Scan the entries below for the word "PathBuf" and copy every line in which it occurs.

⟨

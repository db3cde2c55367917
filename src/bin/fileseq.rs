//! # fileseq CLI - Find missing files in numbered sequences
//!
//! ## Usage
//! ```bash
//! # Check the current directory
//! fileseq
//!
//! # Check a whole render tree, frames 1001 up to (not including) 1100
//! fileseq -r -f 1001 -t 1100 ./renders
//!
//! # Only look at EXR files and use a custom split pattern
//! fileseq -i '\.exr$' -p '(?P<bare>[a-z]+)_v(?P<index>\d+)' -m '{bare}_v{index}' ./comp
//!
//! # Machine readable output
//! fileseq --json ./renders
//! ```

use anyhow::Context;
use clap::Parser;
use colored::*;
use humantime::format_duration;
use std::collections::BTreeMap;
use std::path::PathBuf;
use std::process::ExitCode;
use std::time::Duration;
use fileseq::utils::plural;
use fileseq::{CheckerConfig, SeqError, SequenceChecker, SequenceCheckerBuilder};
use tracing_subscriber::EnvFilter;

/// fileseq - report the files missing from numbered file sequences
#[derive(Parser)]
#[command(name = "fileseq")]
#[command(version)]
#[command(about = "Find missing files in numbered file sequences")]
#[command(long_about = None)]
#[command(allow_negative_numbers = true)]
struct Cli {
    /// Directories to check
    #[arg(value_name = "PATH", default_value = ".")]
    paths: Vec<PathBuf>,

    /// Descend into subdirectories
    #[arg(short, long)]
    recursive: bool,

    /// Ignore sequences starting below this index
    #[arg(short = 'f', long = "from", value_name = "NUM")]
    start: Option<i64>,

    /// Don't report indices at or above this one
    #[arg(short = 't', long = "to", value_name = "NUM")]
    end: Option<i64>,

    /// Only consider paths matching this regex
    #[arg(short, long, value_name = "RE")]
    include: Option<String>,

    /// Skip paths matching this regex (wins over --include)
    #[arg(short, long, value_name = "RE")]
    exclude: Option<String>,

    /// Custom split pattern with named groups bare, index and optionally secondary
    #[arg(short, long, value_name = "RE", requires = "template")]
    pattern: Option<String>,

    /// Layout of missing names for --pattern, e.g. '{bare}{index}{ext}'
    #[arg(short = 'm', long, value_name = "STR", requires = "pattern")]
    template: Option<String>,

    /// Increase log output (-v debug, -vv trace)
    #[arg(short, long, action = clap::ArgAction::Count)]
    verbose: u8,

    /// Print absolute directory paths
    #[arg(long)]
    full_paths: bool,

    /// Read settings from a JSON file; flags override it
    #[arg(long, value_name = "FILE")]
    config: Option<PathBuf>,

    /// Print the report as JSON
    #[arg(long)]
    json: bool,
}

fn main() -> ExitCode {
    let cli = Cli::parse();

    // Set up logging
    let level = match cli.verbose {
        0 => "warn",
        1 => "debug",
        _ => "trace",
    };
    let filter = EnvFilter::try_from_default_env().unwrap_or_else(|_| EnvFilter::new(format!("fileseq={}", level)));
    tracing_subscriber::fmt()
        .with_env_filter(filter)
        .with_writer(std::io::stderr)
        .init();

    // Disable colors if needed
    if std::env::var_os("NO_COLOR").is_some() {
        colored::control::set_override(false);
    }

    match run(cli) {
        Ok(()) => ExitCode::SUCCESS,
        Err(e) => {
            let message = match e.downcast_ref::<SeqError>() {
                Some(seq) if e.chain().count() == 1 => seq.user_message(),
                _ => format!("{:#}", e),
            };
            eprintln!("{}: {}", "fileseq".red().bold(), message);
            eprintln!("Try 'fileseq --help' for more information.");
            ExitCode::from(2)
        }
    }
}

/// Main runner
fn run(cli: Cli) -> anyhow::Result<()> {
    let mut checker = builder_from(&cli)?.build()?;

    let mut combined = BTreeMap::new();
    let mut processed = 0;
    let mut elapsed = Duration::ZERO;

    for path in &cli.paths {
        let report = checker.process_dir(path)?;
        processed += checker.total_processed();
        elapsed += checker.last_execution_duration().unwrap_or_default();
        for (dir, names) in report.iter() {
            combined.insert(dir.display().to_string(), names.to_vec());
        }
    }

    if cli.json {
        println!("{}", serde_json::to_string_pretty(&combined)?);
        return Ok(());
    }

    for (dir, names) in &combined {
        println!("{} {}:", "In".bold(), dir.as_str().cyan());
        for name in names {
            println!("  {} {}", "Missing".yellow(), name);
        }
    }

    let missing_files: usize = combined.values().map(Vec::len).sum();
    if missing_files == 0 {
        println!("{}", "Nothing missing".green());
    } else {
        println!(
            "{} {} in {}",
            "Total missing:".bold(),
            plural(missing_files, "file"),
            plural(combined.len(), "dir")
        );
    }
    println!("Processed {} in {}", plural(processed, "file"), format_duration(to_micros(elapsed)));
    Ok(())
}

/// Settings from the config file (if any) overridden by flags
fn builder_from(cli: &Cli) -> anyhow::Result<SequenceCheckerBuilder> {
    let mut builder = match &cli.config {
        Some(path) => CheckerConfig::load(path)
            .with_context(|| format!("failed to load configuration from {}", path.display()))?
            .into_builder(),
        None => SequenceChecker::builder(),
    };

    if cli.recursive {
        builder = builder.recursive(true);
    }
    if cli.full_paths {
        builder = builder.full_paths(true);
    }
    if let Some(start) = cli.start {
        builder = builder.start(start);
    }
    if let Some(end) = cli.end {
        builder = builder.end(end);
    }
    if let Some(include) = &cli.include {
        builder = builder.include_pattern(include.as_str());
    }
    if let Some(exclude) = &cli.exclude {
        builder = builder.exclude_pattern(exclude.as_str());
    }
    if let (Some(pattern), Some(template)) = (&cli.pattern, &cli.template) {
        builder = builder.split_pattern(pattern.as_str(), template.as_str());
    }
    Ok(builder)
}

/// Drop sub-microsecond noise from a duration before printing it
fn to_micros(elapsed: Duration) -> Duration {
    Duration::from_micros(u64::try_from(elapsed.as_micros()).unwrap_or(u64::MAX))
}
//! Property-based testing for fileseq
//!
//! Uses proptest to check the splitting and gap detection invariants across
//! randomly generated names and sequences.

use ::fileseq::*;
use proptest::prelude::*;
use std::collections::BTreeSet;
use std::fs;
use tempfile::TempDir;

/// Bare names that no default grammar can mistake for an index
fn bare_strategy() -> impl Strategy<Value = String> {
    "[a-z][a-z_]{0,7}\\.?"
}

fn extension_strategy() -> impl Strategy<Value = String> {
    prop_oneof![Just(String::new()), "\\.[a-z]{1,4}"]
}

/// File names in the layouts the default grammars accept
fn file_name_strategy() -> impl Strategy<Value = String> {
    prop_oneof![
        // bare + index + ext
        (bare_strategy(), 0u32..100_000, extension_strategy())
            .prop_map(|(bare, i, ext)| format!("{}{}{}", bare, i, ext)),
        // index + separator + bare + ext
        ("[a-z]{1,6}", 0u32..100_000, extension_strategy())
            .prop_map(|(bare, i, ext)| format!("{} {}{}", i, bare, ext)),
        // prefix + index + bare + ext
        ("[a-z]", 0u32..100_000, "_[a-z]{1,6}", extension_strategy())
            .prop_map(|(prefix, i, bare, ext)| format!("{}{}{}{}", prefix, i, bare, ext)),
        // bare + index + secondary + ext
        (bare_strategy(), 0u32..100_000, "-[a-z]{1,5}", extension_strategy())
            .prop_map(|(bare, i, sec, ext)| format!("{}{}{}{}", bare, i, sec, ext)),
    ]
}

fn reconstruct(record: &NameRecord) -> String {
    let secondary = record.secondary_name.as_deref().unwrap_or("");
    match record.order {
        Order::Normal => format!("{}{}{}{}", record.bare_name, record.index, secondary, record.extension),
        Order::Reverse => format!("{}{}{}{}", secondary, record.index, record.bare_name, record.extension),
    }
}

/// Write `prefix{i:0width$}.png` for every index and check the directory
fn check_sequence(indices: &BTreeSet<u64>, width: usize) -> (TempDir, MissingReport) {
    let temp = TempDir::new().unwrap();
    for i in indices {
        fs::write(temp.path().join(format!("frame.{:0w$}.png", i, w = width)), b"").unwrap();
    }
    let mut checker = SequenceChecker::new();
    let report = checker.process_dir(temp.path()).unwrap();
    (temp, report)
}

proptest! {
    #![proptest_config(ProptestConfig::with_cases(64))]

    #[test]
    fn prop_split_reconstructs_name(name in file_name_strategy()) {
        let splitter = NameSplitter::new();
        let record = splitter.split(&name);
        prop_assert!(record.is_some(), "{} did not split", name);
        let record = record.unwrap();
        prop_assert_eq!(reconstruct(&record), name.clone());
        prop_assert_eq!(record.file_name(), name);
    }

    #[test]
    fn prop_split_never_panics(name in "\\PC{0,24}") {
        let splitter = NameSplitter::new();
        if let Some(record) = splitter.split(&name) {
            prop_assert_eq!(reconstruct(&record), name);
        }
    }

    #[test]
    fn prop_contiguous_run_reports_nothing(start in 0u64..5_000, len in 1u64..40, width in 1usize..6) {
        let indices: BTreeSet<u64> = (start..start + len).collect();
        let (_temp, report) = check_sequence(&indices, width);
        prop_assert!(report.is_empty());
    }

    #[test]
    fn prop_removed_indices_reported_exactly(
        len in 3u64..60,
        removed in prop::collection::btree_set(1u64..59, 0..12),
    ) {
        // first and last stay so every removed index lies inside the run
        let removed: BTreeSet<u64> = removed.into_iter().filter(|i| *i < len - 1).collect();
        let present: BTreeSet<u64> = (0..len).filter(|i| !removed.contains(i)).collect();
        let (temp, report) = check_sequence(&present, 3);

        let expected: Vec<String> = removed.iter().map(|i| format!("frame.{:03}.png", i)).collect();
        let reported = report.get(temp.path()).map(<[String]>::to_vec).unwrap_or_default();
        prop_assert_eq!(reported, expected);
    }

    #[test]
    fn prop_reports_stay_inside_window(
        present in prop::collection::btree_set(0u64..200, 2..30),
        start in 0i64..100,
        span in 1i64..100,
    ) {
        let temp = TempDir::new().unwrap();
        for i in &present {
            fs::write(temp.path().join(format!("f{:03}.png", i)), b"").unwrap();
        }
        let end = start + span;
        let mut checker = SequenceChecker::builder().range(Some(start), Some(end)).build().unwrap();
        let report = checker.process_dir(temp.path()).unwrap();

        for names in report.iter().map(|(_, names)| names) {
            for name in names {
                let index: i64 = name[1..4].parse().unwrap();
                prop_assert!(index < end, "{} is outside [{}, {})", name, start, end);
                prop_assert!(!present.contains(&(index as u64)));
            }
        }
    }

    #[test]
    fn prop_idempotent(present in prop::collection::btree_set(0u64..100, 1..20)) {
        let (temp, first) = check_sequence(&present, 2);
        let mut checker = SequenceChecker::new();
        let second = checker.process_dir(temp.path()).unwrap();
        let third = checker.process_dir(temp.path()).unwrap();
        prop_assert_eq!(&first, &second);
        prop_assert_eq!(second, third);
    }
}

⟩

# Answer space
use std::path::PathBuf;
    paths: Vec<PathBuf>,
    config: Option<PathBuf>,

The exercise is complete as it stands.